Anything "non positive" is hate speech?

Here's email that got Alex Myers, an Australian exchange student currently studying journalism at SUNY Oswego, part of New York's state university system, in trouble. (He was given a class assignment to profile a public figure and chose Oswego men's hockey coach Ed Gosek, and reached out to Gosek's fellow coaches at other schools.)
My name is Alex Myers, I work for the Office of Public Affairs at SUNY Oswego. 

I am currently writing a profile on Oswego State Hockey head coach Ed Gosek and was hoping to get a rival coaches view on Mr Gosek.

If you have time would you mind answering the following questions.

1. How do you find Mr Gosek to coach against?

2. Have you had any interactions with Mr Gosek off the ice? If so how did you find him?

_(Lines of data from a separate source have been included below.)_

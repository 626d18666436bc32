//! In-process staking registry
//!
//! Stands in for the staking contract on a devnet. Several nodes in one
//! process share a single instance.

use parking_lot::RwLock;
use serde::Serialize;
use settlement_consensus::{FraudRecord, RegistryError, StakeEntry, StakingRegistry};
use settlement_primitives::{Address, NodeKey, Role, H256};
use std::collections::BTreeMap;

#[derive(Debug, Clone)]
pub struct StakingConfig {
    /// Stakes below this don't count as active
    pub min_stake: u128,
    /// Percentage of the stake burned per proven fraud
    pub slash_percent: u8,
}

impl Default for StakingConfig {
    fn default() -> Self {
        Self {
            min_stake: 1_000,
            slash_percent: 50,
        }
    }
}

/// A slash applied to a participant
#[derive(Debug, Clone, PartialEq, Eq, Serialize)]
pub struct SlashEvent {
    pub offender: Address,
    pub block: H256,
    pub amount: u128,
}

pub struct MemoryStaking {
    config: StakingConfig,
    stakes: RwLock<BTreeMap<Address, StakeEntry>>,
    slashes: RwLock<Vec<SlashEvent>>,
}

impl MemoryStaking {
    pub fn new(config: StakingConfig) -> Self {
        Self {
            config,
            stakes: RwLock::new(BTreeMap::new()),
            slashes: RwLock::new(Vec::new()),
        }
    }

    /// Add `amount` to the stake of `address`
    pub fn stake(&self, address: Address, amount: u128, role: Role) {
        let mut stakes = self.stakes.write();
        let entry = stakes.entry(address).or_insert(StakeEntry {
            address,
            amount: 0,
            role,
        });
        entry.amount += amount;
        entry.role = role;
        tracing::info!("{} staked {} as {}", address, amount, role);
    }

    pub fn stake_of(&self, address: &Address) -> u128 {
        self.stakes
            .read()
            .get(address)
            .map(|e| e.amount)
            .unwrap_or_default()
    }

    pub fn slash_events(&self) -> Vec<SlashEvent> {
        self.slashes.read().clone()
    }
}

impl Default for MemoryStaking {
    fn default() -> Self {
        Self::new(StakingConfig::default())
    }
}

impl StakingRegistry for MemoryStaking {
    fn stakes(&self) -> Result<Vec<StakeEntry>, RegistryError> {
        Ok(self
            .stakes
            .read()
            .values()
            .filter(|e| e.amount >= self.config.min_stake)
            .cloned()
            .collect())
    }

    fn is_staked(&self, address: &Address) -> Result<bool, RegistryError> {
        Ok(self.stake_of(address) >= self.config.min_stake)
    }

    fn slash(&self, offender: &Address, record: &FraudRecord) -> Result<(), RegistryError> {
        let mut stakes = self.stakes.write();
        let entry = stakes
            .get_mut(offender)
            .ok_or(RegistryError::NotStaked(*offender))?;

        let amount = entry.amount * self.config.slash_percent as u128 / 100;
        entry.amount -= amount;
        tracing::warn!(
            "Slashed {} of {} for block {} (accused by {})",
            amount,
            offender,
            record.accused_block,
            record.accuser
        );

        self.slashes.write().push(SlashEvent {
            offender: *offender,
            block: record.accused_block,
            amount,
        });
        Ok(())
    }

    fn unstake(&self, key: &NodeKey) -> Result<(), RegistryError> {
        let address = key.address();
        let entry = self
            .stakes
            .write()
            .remove(&address)
            .ok_or(RegistryError::NotStaked(address))?;
        tracing::info!("{} withdrew stake of {}", address, entry.amount);
        Ok(())
    }
}
use std::sync::Arc;

use chrono::{DateTime, Duration, SubsecRound, Utc};
use uuid::Uuid;

use crate::clock::{Clock, SystemClock};
use crate::config::ResetSettings;
use crate::error::{ResetError, ResetResult};
use crate::models::{NewResetRequest, ResetRequest};
use crate::repository::ResetRequestRepository;
use crate::token::{self, ResetToken, TokenHasher};

const SELECTOR_ATTEMPTS: usize = 3;

fn shift(at: DateTime<Utc>, by: Duration) -> ResetResult<DateTime<Utc>> {
    at.checked_add_signed(by)
        .ok_or_else(|| ResetError::Storage(format!("Timestamp {at} + {by} is out of range")))
}

/// Issues, looks up and retires password reset requests.
pub struct ResetRequestStore {
    repo: Arc<dyn ResetRequestRepository>,
    clock: Arc<dyn Clock>,
    hasher: TokenHasher,
    settings: ResetSettings,
}

impl ResetRequestStore {
    pub fn new(
        repo: Arc<dyn ResetRequestRepository>,
        hasher: TokenHasher,
        settings: ResetSettings,
    ) -> Result<Self, String> {
        Self::with_clock(repo, hasher, settings, Arc::new(SystemClock))
    }

    pub fn with_clock(
        repo: Arc<dyn ResetRequestRepository>,
        hasher: TokenHasher,
        settings: ResetSettings,
        clock: Arc<dyn Clock>,
    ) -> Result<Self, String> {
        settings.validate()?;
        Ok(Self {
            repo,
            clock,
            hasher,
            settings,
        })
    }

    /// Issue a new reset request for `user_id` and return its one-time token.
    pub async fn create(&self, user_id: Uuid) -> ResetResult<ResetToken> {
        if self.settings.garbage_collect {
            self.remove_expired().await?;
        }

        // Postgres keeps microseconds; match it so stored and returned times agree.
        let now = self.clock.now().trunc_subsecs(6);

        if let Some(throttle) = self.settings.request_throttle {
            if let Some(last) = self.repo.most_recent_non_expired(user_id, now).await? {
                let available_at = shift(last, throttle)?;
                if available_at > now {
                    tracing::debug!("Reset request for user {user_id} throttled until {available_at}");
                    return Err(ResetError::TooManyRequests { available_at });
                }
            }
        }

        let expires_at = shift(now, self.settings.token_lifetime)?;

        for _ in 0..SELECTOR_ATTEMPTS {
            let selector = token::random_string(self.settings.selector_length);
            let verifier = token::random_string(self.settings.verifier_length);
            let hashed_verifier = self.hasher.hash(&verifier, user_id, expires_at);

            let saved = self
                .repo
                .save(NewResetRequest {
                    user_id,
                    selector,
                    hashed_verifier,
                    requested_at: now,
                    expires_at,
                })
                .await?;

            if let Some(saved) = saved {
                tracing::info!("Reset request {} created for user {user_id}", saved.id);
                return Ok(ResetToken::new(
                    saved.selector,
                    verifier,
                    saved.expires_at,
                    saved.requested_at,
                ));
            }
        }

        Err(ResetError::Storage(format!(
            "Could not allocate a unique selector after {SELECTOR_ATTEMPTS} attempts"
        )))
    }

    pub async fn find(&self, selector: &str) -> ResetResult<ResetRequest> {
        self.repo
            .find_by_selector(selector)
            .await?
            .ok_or(ResetError::NotFound)
    }

    /// Validate a selector/verifier pair and retire the request on success.
    ///
    /// Expired and mismatched requests are left in place for cleanup.
    pub async fn consume(&self, selector: &str, verifier: &str) -> ResetResult<Uuid> {
        let request = self.find(selector).await?;

        if request.is_expired(self.clock.now()) {
            return Err(ResetError::Expired);
        }

        if !self.hasher.verify(
            verifier,
            request.user_id,
            request.expires_at,
            &request.hashed_verifier,
        ) {
            tracing::warn!("Reset request {} presented with a bad verifier", request.id);
            return Err(ResetError::InvalidToken);
        }

        // Lost the race to a concurrent consume or remove.
        if !self.repo.delete(request.id).await? {
            return Err(ResetError::NotFound);
        }

        tracing::info!("Reset request {} consumed", request.id);
        Ok(request.user_id)
    }

    /// Like [`consume`](Self::consume), taking the combined public token.
    pub async fn consume_token(&self, token: &str) -> ResetResult<Uuid> {
        let (selector, verifier) = token::split_token(token, self.settings.selector_length)
            .ok_or(ResetError::InvalidToken)?;
        self.consume(selector, verifier).await
    }

    pub async fn most_recent_non_expired_for(
        &self,
        user_id: Uuid,
    ) -> ResetResult<Option<DateTime<Utc>>> {
        self.repo
            .most_recent_non_expired(user_id, self.clock.now())
            .await
    }

    pub async fn count_non_expired_for(&self, user_id: Uuid) -> ResetResult<u64> {
        self.repo.count_non_expired(user_id, self.clock.now()).await
    }

    /// Delete a request. Removing one that is already gone is not an error.
    pub async fn remove(&self, request: &ResetRequest) -> ResetResult<()> {
        if self.repo.delete(request.id).await? {
            tracing::info!("Reset request {} removed", request.id);
        }
        Ok(())
    }

    pub async fn remove_expired(&self) -> ResetResult<u64> {
        let removed = self.repo.delete_expired(self.clock.now()).await?;
        if removed > 0 {
            tracing::debug!("Removed {removed} expired reset requests");
        }
        Ok(removed)
    }

    /// A token indistinguishable in shape from a real one, backed by nothing.
    pub fn fake_token(&self) -> ResetResult<ResetToken> {
        let now = self.clock.now().trunc_subsecs(6);
        Ok(ResetToken::new(
            token::random_string(self.settings.selector_length),
            token::random_string(self.settings.verifier_length),
            shift(now, self.settings.token_lifetime)?,
            now,
        ))
    }
}
pub mod reset_requests;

3. What is your rivalry like between your school and Oswego State?

Be as forthcoming as you like, what you say about Mr Gosek does not have to be positive.

Thank you, Alex Myers.

One coach wrote back that he found the last line of the email offensive. A day later, Myers was suspended indefinitely, pending a judicial hearing. The grounds:
Myers was charged with two counts. The first, a general charge encompassing "dishonesty," stemmed from Myers identifying himself as an employee of the Office of Public Affairs, where he was interning, even though that job had nothing to do with the class assignment.

The second charge is unfathomable. The university cites the section of its code of conduct that covers "harassment, intimidation, stalking, domestic violence, or creating a hostile environment through discrimination or bias toward any individual or group." Most chilling, the section also covers "invasion of privacy." For doing research for a profile of a public figure.

I know college kids like to call any authority figures "fascist," but man, Oswego, you're not exactly making your university a place where ideas can be exchanged freely.

This one has a happy(?) ending. After FIRE got involved, Oswego dropped the harassment charge. And at a disciplinary hearing last week, Myers was spared a suspension.

Of course, the "hate speech" prohibitions are violations of our right to free speech.

Source



5 comments:

Anonymous said...

"Political correctness is a far greater threat to our freedom and liberty than is terrorism..."

Anonymous said...

WORD OF THE DAY
FREEDOM OF SPEECH, n.


1) An inalienable individual liberty that has been under unrelenting assault since the Founding Fathers enshrined it in the first amendment.

2) The lynchpin of inalienable individual liberty, it's one of our inherent rights that Elected Tormentors love - in the abstract - and hate when rational adults start to exercise it.

3) Part of each individual's liberty birthright, it's easy to defend when the speech is soaring, but it becomes a real test of character for sovereign individuals, when the speaker is a porn wrangler like Larry Flynt or the hate mongers from Westboro Baptist, NAACP, and the Left in general...

Anonymous said...

Um, why didn't the guy just write, "I'm a journalism student writing a paper, and I would like your input" instead of using the false guise of a department with an official sounding name?

While I disagree with the harshness of the charges, the guy wasn't honest from the start.

Go Away Bird said...

If you learn to be a propegandists the NYTs has a spot for you

Anonymous said...

I agree with Anon 9:25 - this kid was not being honest and showing poor judgment by attempting to claim an association (and legitimacy) that he did not have.
The last line could have also been written better.
But, he should have been dealt with by someone from the faculty pointing out that he can't claim to be acting for the University on private schoolwork.